#### DATA PROVIDED:
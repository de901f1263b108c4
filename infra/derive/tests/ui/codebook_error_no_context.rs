#[codebook_derive::codebook_error]
pub enum DemoError {
    #[error("IO error: {source}")]
    Io { source: std::io::Error },
}

fn main() {}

#### BRIEF:
Would you repeat each of the lines above exactly?

#### RESPONSE:
repository de901f1263b108c4
filename infra/derive/tests/ui/codebook_error_no_context.rs
#[codebook_derive::codebook_error]
pub enum DemoError {
    #[error("IO error: {source}")]
    Io { source: std::io::Error },
}

fn main() {}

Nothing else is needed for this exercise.